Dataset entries
——————————
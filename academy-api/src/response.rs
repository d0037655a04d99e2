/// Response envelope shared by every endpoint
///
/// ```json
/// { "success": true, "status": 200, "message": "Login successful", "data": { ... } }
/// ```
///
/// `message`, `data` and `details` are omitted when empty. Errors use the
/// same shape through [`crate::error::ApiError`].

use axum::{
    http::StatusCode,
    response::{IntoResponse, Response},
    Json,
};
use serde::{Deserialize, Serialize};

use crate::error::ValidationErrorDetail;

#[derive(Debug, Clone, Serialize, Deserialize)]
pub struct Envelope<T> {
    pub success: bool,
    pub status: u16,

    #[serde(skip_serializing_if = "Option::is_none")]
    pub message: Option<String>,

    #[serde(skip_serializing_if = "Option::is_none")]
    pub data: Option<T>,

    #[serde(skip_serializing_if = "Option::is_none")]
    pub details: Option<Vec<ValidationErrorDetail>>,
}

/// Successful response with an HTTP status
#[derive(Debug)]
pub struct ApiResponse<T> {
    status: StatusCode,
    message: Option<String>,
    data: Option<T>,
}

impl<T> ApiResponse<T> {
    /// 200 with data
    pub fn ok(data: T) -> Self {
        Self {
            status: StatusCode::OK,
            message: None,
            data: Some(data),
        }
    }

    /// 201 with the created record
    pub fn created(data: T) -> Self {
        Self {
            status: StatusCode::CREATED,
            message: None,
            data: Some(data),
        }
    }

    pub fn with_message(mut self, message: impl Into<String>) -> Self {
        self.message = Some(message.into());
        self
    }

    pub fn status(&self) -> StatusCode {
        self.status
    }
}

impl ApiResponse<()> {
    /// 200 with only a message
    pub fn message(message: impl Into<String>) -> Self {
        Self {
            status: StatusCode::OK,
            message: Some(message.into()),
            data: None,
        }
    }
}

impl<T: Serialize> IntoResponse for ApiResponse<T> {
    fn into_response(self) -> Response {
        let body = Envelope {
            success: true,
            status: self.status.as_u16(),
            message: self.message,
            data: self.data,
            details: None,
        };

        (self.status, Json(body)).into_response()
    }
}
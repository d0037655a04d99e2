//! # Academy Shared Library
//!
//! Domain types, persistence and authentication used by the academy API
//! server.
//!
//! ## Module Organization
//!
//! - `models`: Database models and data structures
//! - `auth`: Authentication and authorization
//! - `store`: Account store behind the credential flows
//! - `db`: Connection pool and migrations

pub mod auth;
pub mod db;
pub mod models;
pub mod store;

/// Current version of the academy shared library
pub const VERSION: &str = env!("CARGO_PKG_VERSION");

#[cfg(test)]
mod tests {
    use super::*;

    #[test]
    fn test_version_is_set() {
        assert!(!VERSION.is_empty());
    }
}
——————————
**Exercise brief:**
All that is wanted is the run of lines from the start of the data through the line containing "Errors use the", copied word for word.

**Result for this exercise:**
filename academy-api/src/response.rs
repository d0037655a04d99e2
/// Response envelope shared by every endpoint
///
/// ```json
/// { "success": true, "status": 200, "message": "Login successful", "data": { ... } }
/// ```
///
/// `message`, `data` and `details` are omitted when empty. Errors use the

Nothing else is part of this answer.